La copertina dell'Espresso del luglio 1980

Ma non è finita qui. Rana, che doveva essere un uomo di una qualche determinazione e con solidi rapporti di lealtà con gli Stati Uniti, come tanti alti ufficiali italiani al tempo della Guerra fredda, fece una mossa a sorpresa: non rassegnandosi di essere rimasto inascoltato (erano morti ben 81 suoi connazionali), si recò presso l’ambasciata italiana di Washington e chiese all’addetto militare di essere accompagnato alla Federal Aviation Administration che si occupava dei disastri aerei per consegnare una copia cartacea del nastro radar di Ciampino affinché fosse esaminato. La Faa affidò il compito al National Trasportation Safety Board che incaricò il migliore dei loro tecnici, il perito John Macidull (lo stesso che nel 1986 indagherà sul disastro dello Schuttle Challanger), il quale accertò che vicino al DC-9 civile risultava esserci stato un aereo militare in posizione di attacco.

Rana, che sarebbe morto di leucemia nel febbraio 1985, fu a lungo vessato e isolato dai suoi pari grado dell’aeronautica che lo accusavano di avere consegnato agli Stati Uniti i nastri di registrazione dei radar di Ciampino senza averne il diritto.
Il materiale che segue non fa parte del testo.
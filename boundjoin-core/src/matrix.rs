//! Validated distance matrices and their contiguous row storage.

use std::sync::Arc;

use crate::{
    Real,
    error::{JoinError, MatrixError, SourceError},
    source::DistanceSource,
};

/// Square matrix stored as one contiguous buffer with a fixed row stride.
///
/// Only the leading `size × size` block is live. Removing a row moves the
/// last live row (and column) into the vacated slot, so the buffer is never
/// reallocated while clustering.
#[derive(Clone, Debug, PartialEq)]
pub(crate) struct SquareMatrix<T> {
    stride: usize,
    size: usize,
    data: Vec<T>,
}

impl<T: Real> SquareMatrix<T> {
    pub(crate) fn from_flat(size: usize, data: Vec<T>) -> Self {
        debug_assert_eq!(data.len(), size.saturating_mul(size));
        Self {
            stride: size,
            size,
            data,
        }
    }

    pub(crate) fn size(&self) -> usize {
        self.size
    }

    #[inline]
    pub(crate) fn get(&self, row: usize, column: usize) -> T {
        self.data[row * self.stride + column]
    }

    #[inline]
    pub(crate) fn set_symmetric(&mut self, row: usize, column: usize, value: T) {
        self.data[row * self.stride + column] = value;
        self.data[column * self.stride + row] = value;
    }

    #[inline]
    pub(crate) fn row(&self, row: usize) -> &[T] {
        let start = row * self.stride;
        &self.data[start..start + self.size]
    }

    /// Drops row and column `index`, moving the last live row and column into
    /// their place.
    pub(crate) fn remove_row_and_column(&mut self, index: usize) {
        let last = self.size - 1;
        if index != last {
            let source = last * self.stride;
            self.data
                .copy_within(source..source + self.size, index * self.stride);
            for row in 0..self.size {
                let base = row * self.stride;
                self.data[base + index] = self.data[base + last];
            }
        }
        self.size = last;
    }
}

/// A validated, exactly symmetric distance matrix with taxon labels and an
/// optional variance matrix.
///
/// # Examples
/// ```
/// use boundjoin_core::DistanceMatrix;
///
/// let matrix = DistanceMatrix::from_rows(
///     vec!["a".into(), "b".into(), "c".into()],
///     vec![
///         vec![0.0, 2.0, 4.0],
///         vec![2.0, 0.0, 3.0],
///         vec![4.0, 3.0, 0.0_f64],
///     ],
/// )?;
/// assert_eq!(matrix.len(), 3);
/// assert_eq!(matrix.distance(2, 1), Some(3.0));
/// # Ok::<(), boundjoin_core::MatrixError>(())
/// ```
#[derive(Clone, Debug, PartialEq)]
pub struct DistanceMatrix<T: Real> {
    labels: Vec<String>,
    distances: SquareMatrix<T>,
    variances: Option<SquareMatrix<T>>,
}

impl<T: Real> DistanceMatrix<T> {
    /// Validates `rows` and builds a matrix.
    ///
    /// Mirrored entries that differ are replaced by their mean so the stored
    /// matrix is exactly symmetric.
    ///
    /// # Errors
    /// Returns [`MatrixError::Empty`] for zero rows,
    /// [`MatrixError::LabelCountMismatch`] when labels and rows disagree,
    /// [`MatrixError::NotSquare`] for ragged rows, [`MatrixError::NonFinite`]
    /// for NaN or infinite entries and [`MatrixError::NonZeroDiagonal`] when a
    /// self-distance is not zero.
    pub fn from_rows(labels: Vec<String>, rows: Vec<Vec<T>>) -> Result<Self, MatrixError> {
        if rows.is_empty() {
            return Err(MatrixError::Empty);
        }
        if labels.len() != rows.len() {
            return Err(MatrixError::LabelCountMismatch {
                rows: rows.len(),
                labels: labels.len(),
            });
        }
        let distances = validated_square(&rows)?;
        Ok(Self {
            labels,
            distances,
            variances: None,
        })
    }

    /// Attaches a variance matrix used by the bias-corrected variant.
    ///
    /// # Errors
    /// Returns [`MatrixError::VarianceShapeMismatch`] when the row count
    /// differs, plus the same validation errors as [`Self::from_rows`].
    pub fn with_variances(mut self, rows: Vec<Vec<T>>) -> Result<Self, MatrixError> {
        if rows.len() != self.len() {
            return Err(MatrixError::VarianceShapeMismatch {
                expected: self.len(),
                actual: rows.len(),
            });
        }
        self.variances = Some(validated_square(&rows)?);
        Ok(self)
    }

    /// Loads every distance (and variance, when present) from a
    /// [`DistanceSource`].
    ///
    /// A variance the source leaves undefined in one direction is taken from
    /// the mirrored entry. Pairs undefined in both directions fall back to
    /// the distance.
    ///
    /// # Errors
    /// Returns [`JoinError::Source`] when the source fails and
    /// [`JoinError::Matrix`] when the loaded values fail validation.
    pub fn from_source<S: DistanceSource + ?Sized>(source: &S) -> Result<Self, JoinError> {
        let wrap = |error: SourceError| JoinError::Source {
            data_source: Arc::from(source.name()),
            error,
        };
        let count = source.len();
        let labels = (0..count)
            .map(|index| source.label(index))
            .collect::<Result<Vec<_>, _>>()
            .map_err(wrap)?;
        let mut raw_rows = Vec::with_capacity(count);
        let mut reported = Vec::with_capacity(count);
        for row in 0..count {
            let distances = source.row(row).map_err(wrap)?;
            let variance_row = (0..distances.len())
                .map(|column| source.variance(row, column))
                .collect::<Result<Vec<_>, _>>()
                .map_err(wrap)?;
            raw_rows.push(distances);
            reported.push(variance_row);
        }
        let any_variance = reported.iter().flatten().any(Option::is_some);
        let variances = resolve_variances(&raw_rows, &reported);
        let rows = raw_rows
            .into_iter()
            .map(|row| row.into_iter().map(T::from_f64).collect())
            .collect();
        let matrix = Self::from_rows(labels, rows)?;
        if any_variance {
            Ok(matrix.with_variances(variances)?)
        } else {
            Ok(matrix)
        }
    }

    /// Returns the number of taxa.
    #[must_use]
    pub fn len(&self) -> usize {
        self.labels.len()
    }

    /// Returns `true` when the matrix has no taxa. Validated matrices are never empty.
    #[must_use]
    pub fn is_empty(&self) -> bool {
        self.labels.is_empty()
    }

    /// Returns the taxon labels in row order.
    #[must_use]
    pub fn labels(&self) -> &[String] {
        &self.labels
    }

    /// Returns the distance between two taxa, or `None` when out of range.
    #[must_use]
    pub fn distance(&self, row: usize, column: usize) -> Option<T> {
        (row < self.len() && column < self.len()).then(|| self.distances.get(row, column))
    }

    /// Returns the variance between two taxa when a variance matrix is attached.
    #[must_use]
    pub fn variance(&self, row: usize, column: usize) -> Option<T> {
        let variances = self.variances.as_ref()?;
        (row < self.len() && column < self.len()).then(|| variances.get(row, column))
    }

    /// Returns `true` when a variance matrix is attached.
    #[must_use]
    pub fn has_variances(&self) -> bool {
        self.variances.is_some()
    }

    pub(crate) fn into_parts(self) -> (Vec<String>, SquareMatrix<T>, Option<SquareMatrix<T>>) {
        (self.labels, self.distances, self.variances)
    }
}

fn resolve_variances<T: Real>(
    distances: &[Vec<f64>],
    reported: &[Vec<Option<f64>>],
) -> Vec<Vec<T>> {
    let reported_at = |row: usize, column: usize| {
        reported
            .get(row)
            .and_then(|values| values.get(column))
            .copied()
            .flatten()
    };
    distances
        .iter()
        .enumerate()
        .map(|(row, values)| {
            values
                .iter()
                .enumerate()
                .map(|(column, &distance)| {
                    let variance = reported_at(row, column)
                        .or_else(|| reported_at(column, row))
                        .unwrap_or(distance);
                    T::from_f64(variance)
                })
                .collect()
        })
        .collect()
}

fn validated_square<T: Real>(rows: &[Vec<T>]) -> Result<SquareMatrix<T>, MatrixError> {
    let size = rows.len();
    let mut data = Vec::with_capacity(size.saturating_mul(size));
    for (row, values) in rows.iter().enumerate() {
        if values.len() != size {
            return Err(MatrixError::NotSquare {
                row,
                expected: size,
                actual: values.len(),
            });
        }
        for (column, value) in values.iter().enumerate() {
            if !value.is_finite() {
                return Err(MatrixError::NonFinite { row, column });
            }
        }
        let diagonal = values[row];
        if diagonal != T::ZERO {
            return Err(MatrixError::NonZeroDiagonal {
                index: row,
                value: diagonal.to_f64(),
            });
        }
        data.extend_from_slice(values);
    }
    let mut matrix = SquareMatrix::from_flat(size, data);
    for row in 0..size {
        for column in 0..row {
            let upper = matrix.get(column, row);
            let lower = matrix.get(row, column);
            if upper != lower {
                matrix.set_symmetric(row, column, (upper + lower) * T::HALF);
            }
        }
    }
    Ok(matrix)
}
Tuttavia, per una volta (e forse non solo quella), la “doppia lealtà” - italiana e atlantica - di un alto ufficiale giocò a favore degli interessi nazionali e dell’onore del Belpaese. Infatti, nello stesso periodo, quei generali dell’aviazione italiana ostili a Rana, nel frattempo finiti sotto inchiesta per la strage di Ustica con l’infamante accusa di alto tradimento, da cui saranno poi tutti assolti, giocavano a fare le tre scimmiette: «non vedo, non sento e non parlo».

Un’ultima impronta, lasciata nell’imminenza della tragedia, rivela che la mattina del 28 giugno 1980, il capo del Sismi Santovito, spedì un fonogramma, che classificò «urgente», al conte Alexandre de Marenches, capo dello Sdece, il controspionaggio francese, in cui chiedeva - proprio ai cugini transalpini - informazioni e spiegazioni su quanto poteva essere accaduto la sera prima nel cielo di Ustica. A quanto risulta, dalle autorità francesi non si ottenne lo straccio di una risposta scritta che, a distanza di quarant’anni, l’opinione pubblica italiana attende ancora.